Aquí comenzó
todo. Aquí me picó el despiadado insecto. Era el verano de 2006, me encontraba
en Ometepe, la maravillosa isla situada en el lago Nicaragua. Por su húmeda y
frondosa selva avanzaba yo, junto a una inolvidable expedición, admirando los
enormes árboles que se alzaban con una dignidad hasta entonces nunca vista,
seres de troncos finos y poblados de intensas hojas verdes. La cantidad de
materia vegetal que llegaba a mi retina era tan grande que no podía adivinar si
lo que tenía enfrente era una montaña o un conjunto de helechos, plantas y
árboles impresionantes que no dejaban hueco alguno al paso de la luz solar. Los
senderos eran estrechos. Los cantos de pájaros e insectos y la extraordinaria
belleza daban al lugar una sensación de
regreso a 1492, a antes de nuestra llegada, a cuando todo era inocente, cuando
la avaricia de nuestro continente aún no había pervertido a las tierras de
Pocahontas. Allí, mientras un paso daba lugar a otro, mientras el avance se
hacía cada vez más aventurero, mientras el cansancio y el sudor se mezclaban
con la ilusión de estar al fin viviendo lo que había estado buscando durante toda
mi vida, entonces, al girar, la vi. Un sonido intenso de agua cayendo, una
estampa preciosa, la fascinante Cascada de San Ramón. Mientras mis ojos se
abrían y mi boca soltaba palabras de alucinación que no respondían a órdenes
expresas de mi cerebro, iba identificando en aquel paisaje, en aquella
aventura, en aquel estilo de vida, no sólo a una isla, no sólo a la sucursal
del Paraíso que resultaba ser Ometepe y que tan en riesgo está ahora por la
construcción de un maldito Canal Interoceánico que trae consigo la promesa del
jodido dólar que todo lo puede, sino que para mí significaba un insecto, un
mosquito con un potente veneno, el veneno del viajero, que me fue inoculado en
ese preciso instante. Nunca podría dejar de viajar, nunca podría dejar de
interesarme por conocer lugares perdidos que aún mantuviesen la esencia de la
inocencia humana, nunca podría evitar huir de mi lugar de origen cómodo y seguro,
nunca podría sentirme oriundo de un único lugar, nunca podría dejar de reclamar
la Tierra entera y de querer conocer cada rincón de la misma por encima de todo.
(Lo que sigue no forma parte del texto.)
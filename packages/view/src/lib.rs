//! # Markup View
//!
//! Incremental mirror of a remote document tree, with selection, keyboard
//! navigation and undoable edits.
//!
//! ## Architecture
//!
//! ```text
//! ┌──────────────────────────────────────────────┐
//! │ RemoteWalker (document on the other side)    │
//! └──────────────────────────────────────────────┘
//!        ↑ fetches / edits          ↓ mutation feed
//! ┌──────────────────────────────────────────────┐
//! │ MarkupView (async driver)                    │
//! │  - runs queued children fetches              │
//! │  - absorbs mutation batches                  │
//! │  - executes EditActions, keeps undo history  │
//! └──────────────────────────────────────────────┘
//!                       ↓
//! ┌──────────────────────────────────────────────┐
//! │ TreeMirror (sans-IO)                         │
//! │  - one container per imported node           │
//! │  - paged children windows                    │
//! │  - fetch tickets, stale result detection     │
//! └──────────────────────────────────────────────┘
//!                       ↓
//! ┌──────────────────────────────────────────────┐
//! │ rows / render / SelectionController          │
//! └──────────────────────────────────────────────┘
//! ```
//!
//! ## Usage
//!
//! ```rust
//! use markup_common::{DocumentSpec, MemoryDocument, NodeSpec};
//! use markup_view::{MarkupConfig, MarkupView};
//! use std::sync::Arc;
//!
//! # tokio::runtime::Runtime::new().unwrap().block_on(async {
//! let doc = Arc::new(MemoryDocument::from_spec(&DocumentSpec {
//!     doctype: None,
//!     root: NodeSpec::element("html", &[], vec![NodeSpec::element("body", &[], vec![])]),
//! }));
//!
//! let view = MarkupView::new(doc, MarkupConfig::default()).await.unwrap();
//! assert_eq!(view.render(), "▸ <html>\n");
//! # });
//! ```

pub mod config;
pub mod container;
pub mod errors;
pub mod fetch_state;
pub mod mirror;
pub mod selection;
pub mod view;

pub use config::{MarkupConfig, DEFAULT_CONFIG_NAME, DEFAULT_MAX_CHILDREN, DEFAULT_NAVIGATION_PAGE};
pub use container::{MirrorNode, PageLimit, ShowMore};
pub use errors::{ConfigError, MarkupError, MarkupResult, MirrorError};
pub use fetch_state::{FetchEffect, FetchEvent, FetchState, FetchTicket};
pub use mirror::{
    Completion, FetchRequest, MirrorId, MutationOutcome, Refresh, RefreshOptions, Row, TreeMirror,
};
pub use selection::{Selection, SelectionController};
pub use view::{MarkupEvent, MarkupView, NavKey};
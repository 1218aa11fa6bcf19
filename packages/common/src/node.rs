//! Node metadata shared between the remote document and the mirror.
//!
//! A [`NodeFront`] is the local, cached view of a node that lives in a
//! (possibly remote) document. The remote side owns the node; the mirror
//! only ever holds the handle plus whatever metadata the last fetch
//! reported.

use serde::{Deserialize, Serialize};
use std::fmt;

/// Identity of a node in the remote document
#[derive(Debug, Clone, Copy, PartialEq, Eq, Hash, PartialOrd, Ord, Serialize, Deserialize)]
pub struct NodeHandle(pub u64);

impl fmt::Display for NodeHandle {
    fn fmt(&self, f: &mut fmt::Formatter<'_>) -> fmt::Result {
        write!(f, "node#{}", self.0)
    }
}

#[derive(Debug, Clone, Copy, PartialEq, Eq, Hash, Serialize, Deserialize)]
#[serde(rename_all = "camelCase")]
pub enum NodeKind {
    Element,
    Text,
    Comment,
    Doctype,
    Document,
    Other,
}

#[derive(Debug, Clone, PartialEq, Eq, Serialize, Deserialize)]
pub struct Attribute {
    pub name: String,
    pub value: String,
}

impl Attribute {
    pub fn new(name: impl Into<String>, value: impl Into<String>) -> Self {
        Self {
            name: name.into(),
            value: value.into(),
        }
    }
}

/// Cached metadata for a remote node
#[derive(Debug, Clone, PartialEq, Eq, Serialize, Deserialize)]
#[serde(rename_all = "camelCase")]
pub struct NodeFront {
    pub handle: NodeHandle,
    pub kind: NodeKind,

    /// Lower-case tag name for elements, `#text`, `#comment`, `#document`
    /// or the doctype name otherwise
    pub name: String,

    /// Attributes in document order, names unique
    #[serde(default)]
    pub attributes: Vec<Attribute>,

    /// Inline prefix of the node value (text and comment nodes)
    #[serde(default)]
    pub short_value: String,

    /// True when `short_value` is only a prefix of the full value
    #[serde(default)]
    pub incomplete_value: bool,

    pub num_children: usize,

    /// Back reference only; the mirror never walks ownership through it
    pub parent: Option<NodeHandle>,

    #[serde(default)]
    pub is_document_element: bool,

    #[serde(default)]
    pub hidden: bool,

    #[serde(default)]
    pub public_id: Option<String>,

    #[serde(default)]
    pub system_id: Option<String>,
}

impl NodeFront {
    pub fn has_children(&self) -> bool {
        self.num_children > 0
    }

    pub fn get_attribute(&self, name: &str) -> Option<&str> {
        self.attributes
            .iter()
            .find(|a| a.name == name)
            .map(|a| a.value.as_str())
    }

    pub fn has_attribute(&self, name: &str) -> bool {
        self.attributes.iter().any(|a| a.name == name)
    }

    pub fn is_element(&self) -> bool {
        self.kind == NodeKind::Element
    }

    /// Nodes the user may not delete or restructure
    pub fn is_structural_root(&self) -> bool {
        self.is_document_element
            || matches!(self.kind, NodeKind::Doctype | NodeKind::Document)
    }
}

/// Paging request for a children fetch
#[derive(Debug, Clone, Default, PartialEq, Eq, Serialize, Deserialize)]
#[serde(rename_all = "camelCase")]
pub struct ChildrenOptions {
    /// Maximum number of nodes to return, `None` for all of them
    pub max_nodes: Option<usize>,

    /// Child the returned window should be centered on
    pub center: Option<NodeHandle>,
}

/// A contiguous run of a node's children
#[derive(Debug, Clone, Default, PartialEq, Eq, Serialize, Deserialize)]
#[serde(rename_all = "camelCase")]
pub struct ChildrenWindow {
    pub nodes: Vec<NodeFront>,

    /// The window starts at the first real child
    pub has_first: bool,

    /// The window ends at the last real child
    pub has_last: bool,
}

impl ChildrenWindow {
    pub fn is_complete(&self) -> bool {
        self.has_first && self.has_last
    }
}

#[derive(Debug, Clone, Copy, PartialEq, Eq, Hash, Serialize, Deserialize)]
#[serde(rename_all = "camelCase")]
pub enum MutationKind {
    Attributes,
    CharacterData,
    ChildList,
    DocumentUnload,
}

/// One entry of the remote mutation feed
#[derive(Debug, Clone, PartialEq, Eq, Serialize, Deserialize)]
#[serde(rename_all = "camelCase")]
pub struct MutationRecord {
    pub kind: MutationKind,
    pub target: NodeHandle,

    /// Parent of the unloaded document, for `DocumentUnload`
    #[serde(default)]
    pub target_parent: Option<NodeHandle>,

    /// Changed attribute, for `Attributes`
    #[serde(default)]
    pub attribute_name: Option<String>,
}

impl MutationRecord {
    pub fn attributes(target: NodeHandle, name: impl Into<String>) -> Self {
        Self {
            kind: MutationKind::Attributes,
            target,
            target_parent: None,
            attribute_name: Some(name.into()),
        }
    }

    pub fn character_data(target: NodeHandle) -> Self {
        Self {
            kind: MutationKind::CharacterData,
            target,
            target_parent: None,
            attribute_name: None,
        }
    }

    pub fn child_list(target: NodeHandle) -> Self {
        Self {
            kind: MutationKind::ChildList,
            target,
            target_parent: None,
            attribute_name: None,
        }
    }

    pub fn document_unload(target: NodeHandle, target_parent: Option<NodeHandle>) -> Self {
        Self {
            kind: MutationKind::DocumentUnload,
            target,
            target_parent,
            attribute_name: None,
        }
    }
}

/// Single attribute change sent to the remote side
#[derive(Debug, Clone, PartialEq, Eq, Serialize, Deserialize)]
#[serde(tag = "op", rename_all = "camelCase")]
pub enum AttributeOp {
    Set { name: String, value: String },
    Remove { name: String },
}

impl AttributeOp {
    pub fn name(&self) -> &str {
        match self {
            AttributeOp::Set { name, .. } | AttributeOp::Remove { name } => name,
        }
    }
}

/// Handle to a node value fetched out of band
#[derive(Debug, Clone, PartialEq, Eq, Serialize, Deserialize)]
pub struct LongString {
    pub id: u64,
    pub length: usize,
}
//! Error types for the markup view

use crate::mirror::MirrorId;
use markup_common::{NodeHandle, RemoteError};
use markup_editor::EditorError;
use thiserror::Error;

#[derive(Error, Debug, Clone, PartialEq, Eq)]
pub enum MirrorError {
    #[error("Container {0:?} no longer exists")]
    StaleContainer(MirrorId),

    #[error("Node has not been imported: {0}")]
    NotImported(NodeHandle),

    #[error("Fetching children of {node} failed: {source}")]
    Remote {
        node: NodeHandle,
        #[source]
        source: RemoteError,
    },
}

#[derive(Error, Debug)]
pub enum ConfigError {
    #[error("Failed to read config: {0}")]
    Io(#[from] std::io::Error),

    #[error("Invalid config: {0}")]
    Json(#[from] serde_json::Error),
}

#[derive(Error, Debug)]
pub enum MarkupError {
    #[error(transparent)]
    Mirror(#[from] MirrorError),

    #[error(transparent)]
    Remote(#[from] RemoteError),

    #[error(transparent)]
    Editor(#[from] EditorError),

    #[error(transparent)]
    Config(#[from] ConfigError),
}

pub type MarkupResult<T> = Result<T, MarkupError>;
Frente a esta cascada, emocionado, lo entendí.
Una vez me dijeron que viajaba en el espacio, pero yo sabía que viajé en el tiempo. Observé calles de mi infancia, sin asfaltar, burros, autobuses antiguos, coches de cuando era pequeño, casas de un solo piso, desgastadas, que encerraban mucha historia, no vi televisiones, ni móviles, ni nada que oliese a tecnológico, vi gente con ropas que no estaban a la moda, vi gente descalza. Y se podía estar. A gustito. Y me quedé para siempre en ese mundo más fácil, en ese mundo descalzo.